At the end of April, my friend Lexie and I took a spontaneous little trip to Tirana, the capital city of Albania. Situated between Italy and Greece, it's easy to see the influence of ancient Greece and contemporary Italy on the culture of Albania. If you like Italian food, you will like Albanian food!


Almost everyone we encountered (taxi drivers, baristas & wait staff, currency exchange tellers, etc.) spoke English, which made it easy to navigate and communicate. I looked up a few words in Albanian before going, but I didn't end up needing to attempt the language. I did say thank you (faleminderit) to a barista, and she responded with "you're welcome" in English, so... at least I tried!



We were there for three nights, and stayed a hard-to-locate but very nice & cute AirBnB that was about a 25-minute walk from the city center. Two and a half days was the perfect amount of time to explore Tirana - my friend and I went to a few museums, enjoyed the nice weather in a park, had lots of gelato, and learned a lot about this country's history.

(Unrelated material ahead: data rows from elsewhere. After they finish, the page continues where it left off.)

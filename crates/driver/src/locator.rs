//! Element addressing for generated Playwright scripts
//!
//! Mirrors the locator vocabulary of the engine: CSS and text selectors,
//! test ids, placeholders and ARIA roles, plus `nth` and `within` for
//! indexed and nested lookups.

use std::fmt;

use serde::{Deserialize, Serialize};

#[derive(Debug, Clone, PartialEq, Eq, Serialize, Deserialize)]
#[serde(tag = "kind", rename_all = "snake_case")]
pub enum Locator {
    /// Raw CSS (or Playwright selector engine) expression
    Css { selector: String },
    /// Element containing the given text
    Text { text: String },
    /// `data-testid` lookup
    TestId { id: String },
    /// Input identified by its placeholder
    Placeholder { text: String },
    /// ARIA role with accessible name
    Role { role: String, name: String },
    /// Zero-based index into the matches of another locator
    Nth { base: Box<Locator>, index: usize },
    /// Lookup scoped to the matches of another locator
    Within { root: Box<Locator>, child: Box<Locator> },
}

impl Locator {
    pub fn css(selector: impl Into<String>) -> Self {
        Locator::Css {
            selector: selector.into(),
        }
    }

    pub fn text(text: impl Into<String>) -> Self {
        Locator::Text { text: text.into() }
    }

    pub fn test_id(id: impl Into<String>) -> Self {
        Locator::TestId { id: id.into() }
    }

    pub fn placeholder(text: impl Into<String>) -> Self {
        Locator::Placeholder { text: text.into() }
    }

    pub fn role(role: impl Into<String>, name: impl Into<String>) -> Self {
        Locator::Role {
            role: role.into(),
            name: name.into(),
        }
    }

    pub fn nth(self, index: usize) -> Self {
        Locator::Nth {
            base: Box::new(self),
            index,
        }
    }

    pub fn within(self, child: Locator) -> Self {
        Locator::Within {
            root: Box::new(self),
            child: Box::new(child),
        }
    }

    /// JS expression resolving this locator against `page`
    pub fn js_expr(&self) -> String {
        format!("page{}", self.js_suffix())
    }

    fn js_suffix(&self) -> String {
        match self {
            Locator::Css { selector } => format!(".locator({:?})", selector),
            Locator::Text { text } => format!(".locator({:?})", format!("text={}", text)),
            Locator::TestId { id } => format!(".getByTestId({:?})", id),
            Locator::Placeholder { text } => format!(".getByPlaceholder({:?})", text),
            Locator::Role { role, name } => {
                format!(".getByRole({:?}, {{ name: {:?} }})", role, name)
            }
            Locator::Nth { base, index } => format!("{}.nth({})", base.js_suffix(), index),
            Locator::Within { root, child } => {
                format!("{}{}", root.js_suffix(), child.js_suffix())
            }
        }
    }
}

impl fmt::Display for Locator {
    fn fmt(&self, f: &mut fmt::Formatter<'_>) -> fmt::Result {
        match self {
            Locator::Css { selector } => write!(f, "{}", selector),
            Locator::Text { text } => write!(f, "text={}", text),
            Locator::TestId { id } => write!(f, "testid={}", id),
            Locator::Placeholder { text } => write!(f, "placeholder={}", text),
            Locator::Role { role, name } => write!(f, "role={}[{}]", role, name),
            Locator::Nth { base, index } => write!(f, "{} >> nth={}", base, index),
            Locator::Within { root, child } => write!(f, "{} >> {}", root, child),
        }
    }
}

I knew nothing about Albania before going on this trip, so I was reading every plaque and description on the museum displays, no matter how google-translated the sentences were.


Bunk'Art2, Tiranë

Albania's economy is still recovering from the effects of the communist dictatorship that took hold after WWII and lasted until the mid 90's. One museum that we went to was Bunk'Art2, which is set up in a labyrinth of communist-era nuclear bunkers. It details the history of Albania's communist decades, and has a few contemporary art displays that are quite evocative as well.


This museum was very sobering, but so educational. Some of the information was hard to read, as it detailed practices of the Sigurimi (communist police) in terms of surveillance, recruiting civilians, and torturing enemies of the regime.



National History Museum, Tiranë

We also visited the National History Museum in the city center, which covered everything from Albania's ancient history to the eventual fall of communism. I could see a lot of similarities to ancient Greek history in the style and subjects of the art/statues on display. Ottoman and Illyrian influence is also very strong.


The museum included a large gallery of Christian/Catholic art, which surprised me considering the most common religion in Albania is Islam. Catholicism isn't uncommon, but according to the numbers it is far behind Islam in popularity. That said, I saw more cathedrals (two) than mosques (zero) during the three days I spent in Tirana. Perhaps other religions are more prominent in other areas! The religious art gallery in the National History Museum featured art with a much more post-Byzantine style than I have previously seen in religious art. The bold red walls of the gallery matched the energy of the saturated color palette of the artwork.



City Center in Tiranë, Albania

The weather was forecast to rain both of the full days we would be there, but I was so happy that it only ended up raining overnight, and we had two warm, sunny days to enjoy. Lexie and I spent one afternoon relaxing in a park with gelato, which is definitely something I should do more often ;)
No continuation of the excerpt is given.